FHA is an amenorrhea that results from excessive calorie expenditure or low energy availability

this abnormal energy metabolism disrupts GnRH secretion

so FHA results from a functional ( physiological) disruption of GnRH due to disturbed metabolism

ex. athlete’s triad

Question 20

A 30-year-old man, reporting with infertility diagnosis, is confirmed to have a seller mass, visual defects, and higher than normal prolactin levels. Which one of the following is likely to occur and why?

A) Elevated prolactin levels are likely to decrease GnRH secretion from hypothalamus. The sperm production will remain unaffected.

B) Elevated prolactin levels are likely to increase GnRH secretion from hypothalamus which will in turn lead to downstream inhibition of testosterone synthesis and sperm production.

C) Elevated prolactin levels are likely to decrease GnRH secretion from hypothalamus and cause downstream inhibition of sperm production.

Answer 20

C) Elevated prolactin levels are likely to decrease GnRH secretion from hypothalamus and cause downstream inhibition of sperm production.

Question 21

A 15-year-old mentally challenged boy, with a history of normal puberty, accidently applies his dad’s testosterone jell to his skin over an 18 days period.

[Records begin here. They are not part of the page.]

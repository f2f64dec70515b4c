use crate::{
    BrowserBackend, ProviderFactory, RealtimeBackend, RecognitionBackend, Result, UtteranceOutbox,
    WhisperBackend,
};
use companion_context::{Clock, RecognitionMode, VoiceSettings};
use std::sync::Arc;

/// Everything a back-end needs besides its providers.
#[derive(Clone)]
pub struct BackendContext {
    pub settings: VoiceSettings,
    pub clock: Arc<dyn Clock>,
    pub outbox: UtteranceOutbox,
}

pub fn new_recognition_backend(
    mode: RecognitionMode,
    providers: &dyn ProviderFactory,
    bctx: &BackendContext,
) -> Result<Box<dyn RecognitionBackend>> {
    let backend: Box<dyn RecognitionBackend> = match mode {
        RecognitionMode::Browser => Box::new(BrowserBackend::new(
            providers.speech_stream()?,
            &bctx.settings,
            bctx.clock.clone(),
            bctx.outbox.clone(),
        )),
        RecognitionMode::Whisper => Box::new(WhisperBackend::new(
            providers.audio_capture()?,
            providers.transcriber()?,
            &bctx.settings,
            bctx.clock.clone(),
            bctx.outbox.clone(),
        )),
        RecognitionMode::Realtime => Box::new(RealtimeBackend::new(
            providers.audio_capture()?,
            providers.speech_stream()?,
            providers.realtime_link()?,
            &bctx.settings,
            bctx.clock.clone(),
            bctx.outbox.clone(),
        )),
    };
    Ok(backend)
}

Worried, his mom takes the boy to an endocrinologist’s clinic. Which one of the following completely describes the likely profile of his blood hormone levels?

A) Higher than normal FSH/ LH

B)
Higher than normal levels of testosterone

C)
Higher than normal FSH/ LH/ testosterone

D)
Higher than normal levels of testosterone and low serum FSH/ LH

Answer 21

D)

Higher than normal levels of testosterone and low serum FSH/ LH

Question 22

A 16-year-old girl, with normal signs of puberty at menarche, requires removal of her ovaries due a rare life-threatening granulosa cell tumor. Which one of the following scenarios will an endocrinologist most likely encounter when the girl is at age 25, and why?

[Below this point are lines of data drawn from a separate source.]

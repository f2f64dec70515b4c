use crate::{DetectionResult, Result};
use async_trait::async_trait;

/// Camera + face model pair polled by the presence monitor.
#[async_trait]
pub trait FaceDetector: Send {
    /// Load detection weights. Called once per start; may be a no-op when cached.
    async fn load_model(&mut self) -> Result<()>;

    /// Acquire the camera, awaiting the permission grant.
    async fn open_camera(&mut self) -> Result<()>;

    /// Run detection on the current frame.
    async fn detect(&mut self) -> Result<DetectionResult>;

    /// Release the camera stream.
    fn release(&mut self) {}
}
#[cfg(test)]
mod tests {
    use super::*;
    use crate::props;
    use crate::writer::WriterMark;

    fn with_writer<T>(f: impl FnOnce(&WriterToken) -> T) -> T {
        let _mark = WriterMark::enter();
        let token = WriterToken::mint(0, crate::op::OpId(0));
        f(&token)
    }

    fn host() -> MemoryHost {
        MemoryHost::new(HostConfig::new(3).with_shells([2, 4])).unwrap()
    }

    #[test]
    fn test_additions_invisible_until_commit() {
        let host = host();
        with_writer(|w| host.add_node(w, "a".into(), vec![1.0, 0.0, 0.0], PropertyMap::new())).unwrap();
        assert_eq!(host.pending_count(), 1);
        assert!(host.main_index().is_empty());

        let committed = with_writer(|w| host.commit_pending(w)).unwrap();
        assert_eq!(committed, 1);
        assert_eq!(host.pending_count(), 0);
        assert_eq!(host.main_index().len(), 1);
        assert_eq!(host.nearest(&[1.0, 0.0, 0.0], 1).unwrap()[0].0, NodeId::from("a"));
    }

    #[test]
    fn test_old_snapshot_survives_commit() {
        let host = host();
        with_writer(|w| {
            host.add_node(w, "a".into(), vec![1.0, 0.0, 0.0], PropertyMap::new()).unwrap();
            host.commit_pending(w).unwrap();
        });
        let before = host.main_index();
        with_writer(|w| {
            host.add_node(w, "b".into(), vec![0.0, 1.0, 0.0], PropertyMap::new()).unwrap();
            host.commit_pending(w).unwrap();
        });
        assert_eq!(before.len(), 1);
        assert_eq!(host.main_index().len(), 2);
    }

    #[test]
    fn test_readding_replaces_vector() {
        let host = host();
        with_writer(|w| {
            host.add_node(w, "a".into(), vec![1.0, 0.0, 0.0], PropertyMap::new()).unwrap();
            host.commit_pending(w).unwrap();
            host.add_node(w, "a".into(), vec![0.0, 0.0, 1.0], PropertyMap::new()).unwrap();
            host.commit_pending(w).unwrap();
        });
        assert_eq!(host.main_index().len(), 1);
    }

    #[test]
    fn test_add_node_validates_vector() {
        let host = host();
        let err = with_writer(|w| host.add_node(w, "a".into(), vec![1.0], PropertyMap::new())).unwrap_err();
        assert_eq!(err, Error::DimensionMismatch { expected: 3, got: 1 });
        assert_eq!(host.pending_count(), 0);
    }

    #[test]
    fn test_shells_track_staleness() {
        let host = host();
        with_writer(|w| host.add_node(w, "a".into(), vec![1.0, 2.0, 3.0], props! { "k" => 1 })).unwrap();
        assert_eq!(host.shell(4).unwrap().get(&"a".into()), Some(&[1.0, 2.0, 3.0, 0.0][..]));
        assert!(host.is_shell_stale(2));

        with_writer(|w| host.anneal_secondary(w)).unwrap();
        assert!(!host.is_shell_stale(2));
        assert_eq!(host.shell_index(2).unwrap().len(), 1);

        let spun = with_writer(|w| host.spin_shell(w, 2, &[Plane::new(0, 1, 1.0)], 0.3)).unwrap();
        assert!(spun);
        assert!(host.is_shell_stale(2));
        assert!(!with_writer(|w| host.spin_shell(w, 7, &[], 0.3)).unwrap());
    }

    #[test]
    fn test_graph_mutations() {
        let host = host();
        let out = with_writer(|w| {
            host.mutate_graph(w, GraphMutation::Increment {
                source: "a".into(),
                target: "b".into(),
                delta: 15.0,
                bounds: None,
                attrs: PropertyMap::new(),
            })
        })
        .unwrap();
        let map = out.as_map().unwrap();
        assert_eq!(map.get("status"), Some(&Value::from("created")));
        assert_eq!(map.get("weight").and_then(Value::as_float), Some(10.0));
        assert_eq!(host.graph().get_edge("a", "b").unwrap().weight, Some(10.0));
    }

    #[test]
    fn test_json_to_value() {
        let v = json_to_value(serde_json::json!({"a": [1, 2.5, null], "b": "x"}));
        let m = v.as_map().unwrap();
        assert_eq!(m.get("a"), Some(&Value::List(vec![Value::Int(1), Value::Float(2.5), Value::Null])));
        assert_eq!(m.get("b"), Some(&Value::from("x")));
    }
}
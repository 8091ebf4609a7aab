//! Configuration structs.
//!
//! Loading (files, env, CLI) belongs to the embedding application; these
//! types only carry defaults and derive serde so a loader can fill them.

use std::time::Duration;

use serde::{Deserialize, Serialize};

use crate::{Error, Result};

// ============================================================================
// Executor
// ============================================================================

/// Configuration for the single-writer executor.
#[derive(Debug, Clone, PartialEq, Serialize, Deserialize)]
#[serde(default)]
pub struct ExecutorConfig {
    /// Number of writer threads.
    pub workers: usize,
    /// Bounded queue capacity.
    pub queue_capacity: usize,
    /// Delay before the single enqueue retry when the queue is full.
    #[serde(with = "millis")]
    pub backpressure_delay: Duration,
    /// Run handlers under one mutation lock so that several workers still
    /// give single-writer semantics. Without it, exclusivity holds only
    /// with `workers == 1`.
    pub serialize_handlers: bool,
    /// Thread name prefix; workers are named `{prefix}-{i}`.
    pub thread_name: String,
}

impl Default for ExecutorConfig {
    fn default() -> Self {
        Self {
            workers: 2,
            queue_capacity: 1024,
            backpressure_delay: Duration::from_millis(10),
            serialize_handlers: true,
            thread_name: "horizon-writer".into(),
        }
    }
}

impl ExecutorConfig {
    pub fn with_workers(mut self, workers: usize) -> Self {
        self.workers = workers;
        self
    }

    pub fn with_queue_capacity(mut self, capacity: usize) -> Self {
        self.queue_capacity = capacity;
        self
    }

    pub fn with_backpressure_delay(mut self, delay: Duration) -> Self {
        self.backpressure_delay = delay;
        self
    }

    pub fn with_serialized_handlers(mut self, on: bool) -> Self {
        self.serialize_handlers = on;
        self
    }

    pub fn validate(&self) -> Result<()> {
        if self.workers == 0 {
            return Err(Error::InvalidArgument("workers must be at least 1".into()));
        }
        if self.queue_capacity == 0 {
            return Err(Error::InvalidArgument("queue_capacity must be at least 1".into()));
        }
        Ok(())
    }
}

mod millis {
    use std::time::Duration;
    use serde::{Deserialize, Deserializer, Serializer};

    pub fn serialize<S: Serializer>(d: &Duration, s: S) -> Result<S::Ok, S::Error> {
        s.serialize_u64(d.as_millis() as u64)
    }

    pub fn deserialize<'de, D: Deserializer<'de>>(d: D) -> Result<Duration, D::Error> {
        Ok(Duration::from_millis(u64::deserialize(d)?))
    }
}

// ============================================================================
// Graph weight bounds
// ============================================================================

/// Clamp interval for edge-weight accounting.
#[derive(Debug, Clone, Copy, PartialEq, Serialize, Deserialize)]
pub struct WeightBounds {
    pub min: f64,
    pub max: f64,
}

impl WeightBounds {
    pub const fn new(min: f64, max: f64) -> Self {
        Self { min, max }
    }

    pub fn clamp(&self, w: f64) -> f64 {
        w.max(self.min).min(self.max)
    }

    pub fn is_valid(&self) -> bool {
        self.min.is_finite() && self.max.is_finite() && self.min <= self.max
    }
}

impl Default for WeightBounds {
    fn default() -> Self {
        Self { min: 0.0, max: 10.0 }
    }
}

// ============================================================================
// Host
// ============================================================================

/// Configuration for [`MemoryHost`](crate::MemoryHost).
#[derive(Debug, Clone, PartialEq, Serialize, Deserialize)]
#[serde(default)]
pub struct HostConfig {
    /// Dimension of vectors in the main index.
    pub embed_dim: usize,
    /// One shell is created per listed dimension.
    pub shell_dims: Vec<usize>,
    /// Default bounds for `GRAPH_MOD` weight increments.
    pub weight_bounds: WeightBounds,
}

impl Default for HostConfig {
    fn default() -> Self {
        Self {
            embed_dim: 3,
            shell_dims: vec![2, 3],
            weight_bounds: WeightBounds::default(),
        }
    }
}

impl HostConfig {
    pub fn new(embed_dim: usize) -> Self {
        Self { embed_dim, ..Self::default() }
    }

    pub fn with_shells(mut self, dims: impl IntoIterator<Item = usize>) -> Self {
        self.shell_dims = dims.into_iter().collect();
        self
    }

    pub fn with_weight_bounds(mut self, bounds: WeightBounds) -> Self {
        self.weight_bounds = bounds;
        self
    }

    pub fn validate(&self) -> Result<()> {
        if self.embed_dim == 0 {
            return Err(Error::InvalidArgument("embed_dim must be at least 1".into()));
        }
        if let Some(d) = self.shell_dims.iter().find(|&&d| d == 0) {
            return Err(Error::InvalidArgument(format!("shell dimension {d} is not allowed")));
        }
        if !self.weight_bounds.is_valid() {
            return Err(Error::InvalidArgument(format!(
                "invalid weight bounds [{}, {}]",
                self.weight_bounds.min, self.weight_bounds.max
            )));
        }
        Ok(())
    }
}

A) Higher than normal FSH/ LH with normal estrogen levels

B)
Higher than normal levels of estrogen/ progesterone

C)
Higher than normal FSH/ LH/ estrogen

D)
Higher than normal FSH/ LH with very low or no estrogen

Answer 22

D)

Higher than normal FSH/ LH with very low or no estrogen

Question 23

A 27-year-old women, with abnormal menstrual cycles has been diagnosed with a Sella impacting pituitary prolactinoma. Administration of bromocriptine results in lowering of prolactin levels, and a return to normal release of GnRH. Which of the following is likely true in this scenario? Why?

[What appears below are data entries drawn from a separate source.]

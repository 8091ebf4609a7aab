//! Inner-product search over L2-normalized vectors.
//!
//! Rows are normalized once at build time (`x / (‖x‖ + 1e-12)`), the
//! query at search time; the reported distance is `1 − q·x`, i.e. cosine
//! distance in [0, 2]. Zero vectors normalize to zero and sit at distance 1.

use super::{by_distance, DistanceMetric, Hits, NeighborSearch, Points};
use crate::{Error, Result};

const NORM_EPS: f32 = 1e-12;

pub(crate) struct InnerProductSearch {
    normalized: Points,
}

fn normalize_into(v: &[f32], out: &mut Vec<f32>) {
    let norm = v.iter().map(|x| x * x).sum::<f32>().sqrt() + NORM_EPS;
    out.extend(v.iter().map(|x| x / norm));
}

impl NeighborSearch for InnerProductSearch {
    fn build(points: Points) -> Self {
        let mut data = Vec::with_capacity(points.data.len());
        for i in 0..points.len() {
            normalize_into(points.row(i), &mut data);
        }
        Self { normalized: Points { data, dim: points.dim() } }
    }

    fn metric(&self) -> DistanceMetric {
        DistanceMetric::Cosine
    }

    fn search(&self, query: &[f32], k: usize) -> Result<Hits> {
        if query.iter().any(|x| !x.is_finite()) {
            return Err(Error::IndexBackend("query contains non-finite components".into()));
        }
        let mut q = Vec::with_capacity(query.len());
        normalize_into(query, &mut q);

        let n = self.normalized.len();
        let mut scored: Vec<(f32, usize)> = (0..n)
            .map(|i| {
                let sim: f32 = self.normalized.row(i).iter().zip(&q).map(|(a, b)| a * b).sum();
                (1.0 - sim, i)
            })
            .collect();

        if k < n {
            scored.select_nth_unstable_by(k - 1, by_distance);
            scored.truncate(k);
        }
        scored.sort_unstable_by(by_distance);
        Ok(Hits::from_pairs(scored))
    }
}
impl SpatialIndex {
    /// Build from rows using the preferred available backend.
    pub fn build(dim: usize, rows: &[Vec<f32>]) -> Result<Self> {
        Self::with_backend(dim, rows, SpatialBackend::preferred())
    }

    /// Build with an explicit backend. Fails if it was not compiled in.
    pub fn with_backend(dim: usize, rows: &[Vec<f32>], backend: SpatialBackend) -> Result<Self> {
        if dim == 0 {
            return Err(Error::InvalidArgument("index dimension must be at least 1".into()));
        }
        let mut data = Vec::with_capacity(rows.len() * dim);
        for row in rows {
            if row.len() != dim {
                return Err(Error::DimensionMismatch { expected: dim, got: row.len() });
            }
            data.extend_from_slice(row);
        }
        let points = Points { data, dim };
        let len = points.len();

        let search: Box<dyn NeighborSearch> = match backend {
            #[cfg(feature = "ip-search")]
            SpatialBackend::InnerProduct => Box::new(inner_product::InnerProductSearch::build(points)),
            #[cfg(feature = "kd-tree")]
            SpatialBackend::KdTree => Box::new(kdtree::KdTreeSearch::build(points)),
            SpatialBackend::BruteForce => Box::new(brute::BruteForceSearch::build(points)),
            #[allow(unreachable_patterns)]
            other => {
                return Err(Error::IndexBackend(format!("{other:?} backend not compiled in")));
            }
        };

        Ok(Self {
            backend,
            search,
            len,
            dim,
            latency_ms: Mutex::new(VecDeque::with_capacity(LATENCY_WINDOW)),
        })
    }

    /// An index with no points.
    pub fn empty(dim: usize) -> Result<Self> {
        Self::build(dim, &[])
    }

    pub fn backend(&self) -> SpatialBackend {
        self.backend
    }

    pub fn metric(&self) -> DistanceMetric {
        self.search.metric()
    }

    /// Number of indexed vectors.
    pub fn len(&self) -> usize {
        self.len
    }

    pub fn is_empty(&self) -> bool {
        self.len == 0
    }

    pub fn dim(&self) -> usize {
        self.dim
    }

    /// The `k` nearest neighbors of each query vector.
    ///
    /// `k >= n` returns all n points. A backend failure during search is
    /// masked: the affected row becomes `k` sentinel slots
    /// (distance 1.0, index −1).
    pub fn query<'a>(&self, input: impl Into<QueryInput<'a>>, k: usize) -> Result<Neighbors> {
        if k == 0 {
            return Err(Error::InvalidArgument("k must be at least 1".into()));
        }
        let started = Instant::now();
        let input = input.into();

        let out = match input {
            QueryInput::Single(q) => Neighbors::Single(self.query_one(q, k)?),
            QueryInput::Batch(qs) => Neighbors::Batch(
                qs.iter().map(|q| self.query_one(q, k)).collect::<Result<Vec<_>>>()?,
            ),
        };

        self.record_latency(started.elapsed().as_secs_f64() * 1000.0);
        Ok(out)
    }

    fn query_one(&self, q: &[f32], k: usize) -> Result<Hits> {
        if q.len() != self.dim {
            return Err(Error::DimensionMismatch { expected: self.dim, got: q.len() });
        }
        if self.len == 0 {
            return Ok(Hits::default());
        }
        match self.search.search(q, k.min(self.len)) {
            Ok(hits) => Ok(hits),
            Err(e) => {
                warn!(backend = ?self.backend, error = %e, "spatial search failed; returning sentinel");
                Ok(Hits::sentinel(k))
            }
        }
    }

    fn record_latency(&self, ms: f64) {
        let mut window = self.latency_ms.lock();
        if window.len() == LATENCY_WINDOW {
            window.pop_front();
        }
        window.push_back(ms);
    }

    /// Summary of the last [`LATENCY_WINDOW`] query latencies.
    pub fn latency(&self) -> LatencyStats {
        let window = self.latency_ms.lock();
        if window.is_empty() {
            return LatencyStats::default();
        }
        LatencyStats {
            samples: window.len(),
            mean_ms: window.iter().sum::<f64>() / window.len() as f64,
            max_ms: window.iter().copied().fold(0.0, f64::max),
            last_ms: window.back().copied().unwrap_or_default(),
        }
    }
}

A) FSH levels will be highly likely normal before treatment with bromocriptine.

B) FSH and LH levels are likely will remain unchanged.

C) Patient is unlikely to resume her normal cycles.

D) FSH levels are likely to return to normal after the treatment and menstrual cycle is likely to resume.

Answer 23

D) FSH levels are likely to return to normal after the treatment and menstrual cycle is likely to resume.

Question 24

A 43-year-old man has been diagnosed with prostate cancer with rising PSA levels. You know that the continued growth of prostate cancer cells depends on the androgen (testosterone, T). In order to achieve an androgen deprivation state, the oncologist team prescribes GnRH-antagonist treatment because of its GnRH nullifying effects. Which one of the following is likely to happen? Why?

A) GnRH levels in serum will increase, causing a direct lowering of T production by Leydig cells.

B) GnRH release from the hypothalamus will decrease, inhibiting the release of LH from pituitary. This will result in lowering of T production by Leydig cells. The net result of this will be androgen deprivation.

C) GnRH release from the hypothalamus will increase, causing increase in pituitary LH production, and a subsequent lowering of T.

Answer 24

B) GnRH release from the hypothalamus will decrease, inhibiting the release of LH from pituitary. This will result in lowering of T production by Leydig cells. The net result of this will be androgen deprivation.